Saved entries
▬▬▬▬▬▬
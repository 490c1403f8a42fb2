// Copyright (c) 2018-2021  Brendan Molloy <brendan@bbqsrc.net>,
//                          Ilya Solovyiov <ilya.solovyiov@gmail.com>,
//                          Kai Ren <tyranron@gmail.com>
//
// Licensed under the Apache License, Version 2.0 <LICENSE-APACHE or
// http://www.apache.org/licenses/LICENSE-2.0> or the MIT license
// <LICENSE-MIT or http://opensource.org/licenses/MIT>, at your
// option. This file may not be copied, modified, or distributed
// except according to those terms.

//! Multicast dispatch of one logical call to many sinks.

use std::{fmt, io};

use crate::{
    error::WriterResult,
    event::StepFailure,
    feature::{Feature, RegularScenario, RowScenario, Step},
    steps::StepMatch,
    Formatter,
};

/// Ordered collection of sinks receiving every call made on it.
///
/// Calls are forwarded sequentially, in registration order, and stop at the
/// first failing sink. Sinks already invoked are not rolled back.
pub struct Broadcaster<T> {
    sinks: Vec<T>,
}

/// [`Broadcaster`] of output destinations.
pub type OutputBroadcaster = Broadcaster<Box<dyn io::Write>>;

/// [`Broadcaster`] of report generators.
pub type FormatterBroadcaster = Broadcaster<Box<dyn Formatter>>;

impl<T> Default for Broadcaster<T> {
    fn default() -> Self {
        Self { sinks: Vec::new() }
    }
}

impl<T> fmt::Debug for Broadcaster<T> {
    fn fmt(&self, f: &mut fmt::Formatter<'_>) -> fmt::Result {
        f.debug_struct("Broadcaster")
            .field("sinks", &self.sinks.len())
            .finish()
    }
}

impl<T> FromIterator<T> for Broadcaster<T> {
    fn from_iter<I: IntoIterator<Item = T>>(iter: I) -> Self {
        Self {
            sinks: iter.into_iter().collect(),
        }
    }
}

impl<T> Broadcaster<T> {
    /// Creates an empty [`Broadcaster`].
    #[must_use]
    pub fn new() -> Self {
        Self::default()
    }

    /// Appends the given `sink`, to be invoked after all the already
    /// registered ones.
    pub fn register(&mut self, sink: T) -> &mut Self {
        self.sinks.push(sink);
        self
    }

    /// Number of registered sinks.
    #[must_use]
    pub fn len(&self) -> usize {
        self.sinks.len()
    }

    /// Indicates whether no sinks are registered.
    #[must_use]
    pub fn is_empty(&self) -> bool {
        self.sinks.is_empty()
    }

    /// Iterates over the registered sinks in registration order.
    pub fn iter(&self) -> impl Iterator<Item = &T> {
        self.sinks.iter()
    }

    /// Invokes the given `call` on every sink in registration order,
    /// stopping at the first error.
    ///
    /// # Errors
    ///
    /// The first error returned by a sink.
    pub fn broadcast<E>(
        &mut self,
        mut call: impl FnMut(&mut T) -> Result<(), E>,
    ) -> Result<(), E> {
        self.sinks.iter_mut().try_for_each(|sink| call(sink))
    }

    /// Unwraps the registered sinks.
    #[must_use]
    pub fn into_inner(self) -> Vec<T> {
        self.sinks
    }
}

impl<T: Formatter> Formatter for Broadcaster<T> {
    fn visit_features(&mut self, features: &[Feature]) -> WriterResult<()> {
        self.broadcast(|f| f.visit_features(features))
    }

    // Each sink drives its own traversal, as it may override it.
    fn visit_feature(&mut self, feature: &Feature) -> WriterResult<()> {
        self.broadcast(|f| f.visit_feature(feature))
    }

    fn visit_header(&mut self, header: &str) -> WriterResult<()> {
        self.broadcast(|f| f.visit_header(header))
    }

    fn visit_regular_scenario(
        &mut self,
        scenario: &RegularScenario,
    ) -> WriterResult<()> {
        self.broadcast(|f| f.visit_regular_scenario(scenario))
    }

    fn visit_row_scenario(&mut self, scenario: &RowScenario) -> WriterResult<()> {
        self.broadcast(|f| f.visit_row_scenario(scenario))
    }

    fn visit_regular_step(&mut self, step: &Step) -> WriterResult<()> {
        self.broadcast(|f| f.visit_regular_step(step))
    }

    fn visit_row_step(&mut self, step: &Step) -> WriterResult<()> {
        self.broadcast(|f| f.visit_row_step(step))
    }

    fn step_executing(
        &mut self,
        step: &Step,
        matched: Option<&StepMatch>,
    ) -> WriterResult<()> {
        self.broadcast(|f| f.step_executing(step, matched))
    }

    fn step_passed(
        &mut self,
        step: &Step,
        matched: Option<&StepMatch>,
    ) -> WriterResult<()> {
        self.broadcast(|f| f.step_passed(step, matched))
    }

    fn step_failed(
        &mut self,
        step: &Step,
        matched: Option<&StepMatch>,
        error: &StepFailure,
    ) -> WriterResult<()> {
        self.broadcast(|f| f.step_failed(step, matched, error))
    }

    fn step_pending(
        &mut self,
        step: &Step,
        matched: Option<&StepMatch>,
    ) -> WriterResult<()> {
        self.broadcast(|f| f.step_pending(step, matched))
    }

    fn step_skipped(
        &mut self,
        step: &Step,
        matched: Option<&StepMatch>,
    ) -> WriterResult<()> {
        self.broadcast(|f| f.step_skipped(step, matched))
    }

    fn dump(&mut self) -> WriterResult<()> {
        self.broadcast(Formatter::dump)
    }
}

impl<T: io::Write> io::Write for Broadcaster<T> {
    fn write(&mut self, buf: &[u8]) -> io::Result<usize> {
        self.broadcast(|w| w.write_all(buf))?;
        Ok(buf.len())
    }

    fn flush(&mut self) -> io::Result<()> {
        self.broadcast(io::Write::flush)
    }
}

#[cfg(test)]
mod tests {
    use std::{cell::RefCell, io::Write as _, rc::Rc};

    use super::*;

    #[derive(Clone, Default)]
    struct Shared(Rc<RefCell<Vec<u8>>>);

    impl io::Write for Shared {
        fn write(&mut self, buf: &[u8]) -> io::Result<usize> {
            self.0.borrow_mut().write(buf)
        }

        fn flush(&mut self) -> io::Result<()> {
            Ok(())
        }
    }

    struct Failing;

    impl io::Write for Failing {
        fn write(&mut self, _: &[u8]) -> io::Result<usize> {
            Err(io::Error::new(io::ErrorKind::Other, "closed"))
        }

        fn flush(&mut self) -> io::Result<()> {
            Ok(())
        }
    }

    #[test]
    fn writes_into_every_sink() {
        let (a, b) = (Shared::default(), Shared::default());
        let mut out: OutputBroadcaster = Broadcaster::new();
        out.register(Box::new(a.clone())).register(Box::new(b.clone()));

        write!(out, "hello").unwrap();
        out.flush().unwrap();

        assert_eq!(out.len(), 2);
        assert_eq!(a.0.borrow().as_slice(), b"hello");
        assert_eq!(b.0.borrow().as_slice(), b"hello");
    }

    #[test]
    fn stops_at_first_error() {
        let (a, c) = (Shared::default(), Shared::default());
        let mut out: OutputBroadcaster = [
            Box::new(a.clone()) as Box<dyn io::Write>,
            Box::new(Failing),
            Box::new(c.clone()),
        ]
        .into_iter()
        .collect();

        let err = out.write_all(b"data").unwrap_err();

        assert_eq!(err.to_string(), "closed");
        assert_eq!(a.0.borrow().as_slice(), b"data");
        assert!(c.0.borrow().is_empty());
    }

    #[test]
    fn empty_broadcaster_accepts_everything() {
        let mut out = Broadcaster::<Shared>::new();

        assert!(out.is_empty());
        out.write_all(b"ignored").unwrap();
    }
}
▬▬▬▬▬▬
* Description of the task *
Write out every record exactly as it appears above.

* Solution to this problem *
repository 490c1403f8a42fb2
// Copyright (c) 2018-2021  Brendan Molloy <brendan@bbqsrc.net>,
//                          Ilya Solovyiov <ilya.solovyiov@gmail.com>,
//                          Kai Ren <tyranron@gmail.com>
//
// Licensed under the Apache License, Version 2.0 <LICENSE-APACHE or
// http://www.apache.org/licenses/LICENSE-2.0> or the MIT license
// <LICENSE-MIT or http://opensource.org/licenses/MIT>, at your
// option. This file may not be copied, modified, or distributed
// except according to those terms.

//! Multicast dispatch of one logical call to many sinks.

use std::{fmt, io};

use crate::{
    error::WriterResult,
    event::StepFailure,
    feature::{Feature, RegularScenario, RowScenario, Step},
    steps::StepMatch,
    Formatter,
};

/// Ordered collection of sinks receiving every call made on it.
///
/// Calls are forwarded sequentially, in registration order, and stop at the
/// first failing sink. Sinks already invoked are not rolled back.
pub struct Broadcaster<T> {
    sinks: Vec<T>,
}

/// [`Broadcaster`] of output destinations.
pub type OutputBroadcaster = Broadcaster<Box<dyn io::Write>>;

/// [`Broadcaster`] of report generators.
pub type FormatterBroadcaster = Broadcaster<Box<dyn Formatter>>;

impl<T> Default for Broadcaster<T> {
    fn default() -> Self {
        Self { sinks: Vec::new() }
    }
}

impl<T> fmt::Debug for Broadcaster<T> {
    fn fmt(&self, f: &mut fmt::Formatter<'_>) -> fmt::Result {
        f.debug_struct("Broadcaster")
            .field("sinks", &self.sinks.len())
            .finish()
    }
}

impl<T> FromIterator<T> for Broadcaster<T> {
    fn from_iter<I: IntoIterator<Item = T>>(iter: I) -> Self {
        Self {
            sinks: iter.into_iter().collect(),
        }
    }
}

impl<T> Broadcaster<T> {
    /// Creates an empty [`Broadcaster`].
    #[must_use]
    pub fn new() -> Self {
        Self::default()
    }

    /// Appends the given `sink`, to be invoked after all the already
    /// registered ones.
    pub fn register(&mut self, sink: T) -> &mut Self {
        self.sinks.push(sink);
        self
    }

    /// Number of registered sinks.
    #[must_use]
    pub fn len(&self) -> usize {
        self.sinks.len()
    }

    /// Indicates whether no sinks are registered.
    #[must_use]
    pub fn is_empty(&self) -> bool {
        self.sinks.is_empty()
    }

    /// Iterates over the registered sinks in registration order.
    pub fn iter(&self) -> impl Iterator<Item = &T> {
        self.sinks.iter()
    }

    /// Invokes the given `call` on every sink in registration order,
    /// stopping at the first error.
    ///
    /// # Errors
    ///
    /// The first error returned by a sink.
    pub fn broadcast<E>(
        &mut self,
        mut call: impl FnMut(&mut T) -> Result<(), E>,
    ) -> Result<(), E> {
        self.sinks.iter_mut().try_for_each(|sink| call(sink))
    }

    /// Unwraps the registered sinks.
    #[must_use]
    pub fn into_inner(self) -> Vec<T> {
        self.sinks
    }
}

impl<T: Formatter> Formatter for Broadcaster<T> {
    fn visit_features(&mut self, features: &[Feature]) -> WriterResult<()> {
        self.broadcast(|f| f.visit_features(features))
    }

    // Each sink drives its own traversal, as it may override it.
    fn visit_feature(&mut self, feature: &Feature) -> WriterResult<()> {
        self.broadcast(|f| f.visit_feature(feature))
    }

    fn visit_header(&mut self, header: &str) -> WriterResult<()> {
        self.broadcast(|f| f.visit_header(header))
    }

    fn visit_regular_scenario(
        &mut self,
        scenario: &RegularScenario,
    ) -> WriterResult<()> {
        self.broadcast(|f| f.visit_regular_scenario(scenario))
    }

    fn visit_row_scenario(&mut self, scenario: &RowScenario) -> WriterResult<()> {
        self.broadcast(|f| f.visit_row_scenario(scenario))
    }

    fn visit_regular_step(&mut self, step: &Step) -> WriterResult<()> {
        self.broadcast(|f| f.visit_regular_step(step))
    }

    fn visit_row_step(&mut self, step: &Step) -> WriterResult<()> {
        self.broadcast(|f| f.visit_row_step(step))
    }

    fn step_executing(
        &mut self,
        step: &Step,
        matched: Option<&StepMatch>,
    ) -> WriterResult<()> {
        self.broadcast(|f| f.step_executing(step, matched))
    }

    fn step_passed(
        &mut self,
        step: &Step,
        matched: Option<&StepMatch>,
    ) -> WriterResult<()> {
        self.broadcast(|f| f.step_passed(step, matched))
    }

    fn step_failed(
        &mut self,
        step: &Step,
        matched: Option<&StepMatch>,
        error: &StepFailure,
    ) -> WriterResult<()> {
        self.broadcast(|f| f.step_failed(step, matched, error))
    }

    fn step_pending(
        &mut self,
        step: &Step,
        matched: Option<&StepMatch>,
    ) -> WriterResult<()> {
        self.broadcast(|f| f.step_pending(step, matched))
    }

    fn step_skipped(
        &mut self,
        step: &Step,
        matched: Option<&StepMatch>,
    ) -> WriterResult<()> {
        self.broadcast(|f| f.step_skipped(step, matched))
    }

    fn dump(&mut self) -> WriterResult<()> {
        self.broadcast(Formatter::dump)
    }
}

impl<T: io::Write> io::Write for Broadcaster<T> {
    fn write(&mut self, buf: &[u8]) -> io::Result<usize> {
        self.broadcast(|w| w.write_all(buf))?;
        Ok(buf.len())
    }

    fn flush(&mut self) -> io::Result<()> {
        self.broadcast(io::Write::flush)
    }
}

#[cfg(test)]
mod tests {
    use std::{cell::RefCell, io::Write as _, rc::Rc};

    use super::*;

    #[derive(Clone, Default)]
    struct Shared(Rc<RefCell<Vec<u8>>>);

    impl io::Write for Shared {
        fn write(&mut self, buf: &[u8]) -> io::Result<usize> {
            self.0.borrow_mut().write(buf)
        }

        fn flush(&mut self) -> io::Result<()> {
            Ok(())
        }
    }

    struct Failing;

    impl io::Write for Failing {
        fn write(&mut self, _: &[u8]) -> io::Result<usize> {
            Err(io::Error::new(io::ErrorKind::Other, "closed"))
        }

        fn flush(&mut self) -> io::Result<()> {
            Ok(())
        }
    }

    #[test]
    fn writes_into_every_sink() {
        let (a, b) = (Shared::default(), Shared::default());
        let mut out: OutputBroadcaster = Broadcaster::new();
        out.register(Box::new(a.clone())).register(Box::new(b.clone()));

        write!(out, "hello").unwrap();
        out.flush().unwrap();

        assert_eq!(out.len(), 2);
        assert_eq!(a.0.borrow().as_slice(), b"hello");
        assert_eq!(b.0.borrow().as_slice(), b"hello");
    }

    #[test]
    fn stops_at_first_error() {
        let (a, c) = (Shared::default(), Shared::default());
        let mut out: OutputBroadcaster = [
            Box::new(a.clone()) as Box<dyn io::Write>,
            Box::new(Failing),
            Box::new(c.clone()),
        ]
        .into_iter()
        .collect();

        let err = out.write_all(b"data").unwrap_err();

        assert_eq!(err.to_string(), "closed");
        assert_eq!(a.0.borrow().as_slice(), b"data");
        assert!(c.0.borrow().is_empty());
    }

    #[test]
    fn empty_broadcaster_accepts_everything() {
        let mut out = Broadcaster::<Shared>::new();

        assert!(out.is_empty());
        out.write_all(b"ignored").unwrap();
    }
}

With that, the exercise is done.